If a line in the data holds the string "impl", list it.

[Collected data entries]
==========
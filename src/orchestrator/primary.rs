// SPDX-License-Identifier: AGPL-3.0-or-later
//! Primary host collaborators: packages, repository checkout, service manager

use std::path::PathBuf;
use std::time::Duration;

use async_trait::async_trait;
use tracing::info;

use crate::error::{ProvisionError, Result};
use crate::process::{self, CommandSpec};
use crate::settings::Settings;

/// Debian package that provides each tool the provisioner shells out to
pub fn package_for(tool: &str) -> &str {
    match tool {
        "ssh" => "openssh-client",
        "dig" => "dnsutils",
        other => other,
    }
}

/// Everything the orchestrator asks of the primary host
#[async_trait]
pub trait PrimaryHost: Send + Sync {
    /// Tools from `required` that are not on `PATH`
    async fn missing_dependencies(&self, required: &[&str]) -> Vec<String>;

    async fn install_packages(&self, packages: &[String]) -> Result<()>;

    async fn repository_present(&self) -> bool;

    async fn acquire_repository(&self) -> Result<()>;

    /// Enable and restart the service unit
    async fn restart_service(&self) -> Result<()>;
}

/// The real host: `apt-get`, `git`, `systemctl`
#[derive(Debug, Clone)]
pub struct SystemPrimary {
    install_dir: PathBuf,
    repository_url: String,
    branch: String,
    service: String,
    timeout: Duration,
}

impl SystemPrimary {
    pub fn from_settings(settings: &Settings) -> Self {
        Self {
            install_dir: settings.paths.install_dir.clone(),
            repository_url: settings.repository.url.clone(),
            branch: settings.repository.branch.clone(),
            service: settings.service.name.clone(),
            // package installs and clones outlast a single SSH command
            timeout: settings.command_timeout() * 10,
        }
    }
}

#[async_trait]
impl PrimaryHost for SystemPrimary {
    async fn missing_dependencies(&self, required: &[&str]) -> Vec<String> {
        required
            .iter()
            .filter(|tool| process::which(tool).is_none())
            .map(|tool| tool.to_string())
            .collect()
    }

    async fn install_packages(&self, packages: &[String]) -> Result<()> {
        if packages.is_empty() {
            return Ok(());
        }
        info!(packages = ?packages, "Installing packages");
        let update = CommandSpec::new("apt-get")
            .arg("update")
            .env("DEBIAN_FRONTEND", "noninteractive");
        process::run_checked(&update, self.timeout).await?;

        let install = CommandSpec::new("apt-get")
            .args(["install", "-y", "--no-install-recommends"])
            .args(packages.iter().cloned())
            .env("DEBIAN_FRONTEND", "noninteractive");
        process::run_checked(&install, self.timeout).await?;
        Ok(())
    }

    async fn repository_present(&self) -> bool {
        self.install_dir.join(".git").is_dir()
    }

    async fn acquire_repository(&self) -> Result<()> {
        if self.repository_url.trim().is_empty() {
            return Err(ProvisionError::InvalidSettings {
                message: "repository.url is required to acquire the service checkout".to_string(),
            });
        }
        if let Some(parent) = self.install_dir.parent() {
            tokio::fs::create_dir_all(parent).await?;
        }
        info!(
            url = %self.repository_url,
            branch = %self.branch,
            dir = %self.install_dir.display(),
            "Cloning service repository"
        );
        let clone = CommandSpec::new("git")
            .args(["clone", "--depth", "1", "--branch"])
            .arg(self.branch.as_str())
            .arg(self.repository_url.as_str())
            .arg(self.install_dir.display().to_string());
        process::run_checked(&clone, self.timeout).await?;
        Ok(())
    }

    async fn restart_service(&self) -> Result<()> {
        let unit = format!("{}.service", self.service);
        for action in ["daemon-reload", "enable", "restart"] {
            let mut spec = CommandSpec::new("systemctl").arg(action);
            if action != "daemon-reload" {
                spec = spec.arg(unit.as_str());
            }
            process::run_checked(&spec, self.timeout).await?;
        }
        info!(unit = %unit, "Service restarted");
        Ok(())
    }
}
==========
_Output of the task_.
impl SystemPrimary {
impl PrimaryHost for SystemPrimary {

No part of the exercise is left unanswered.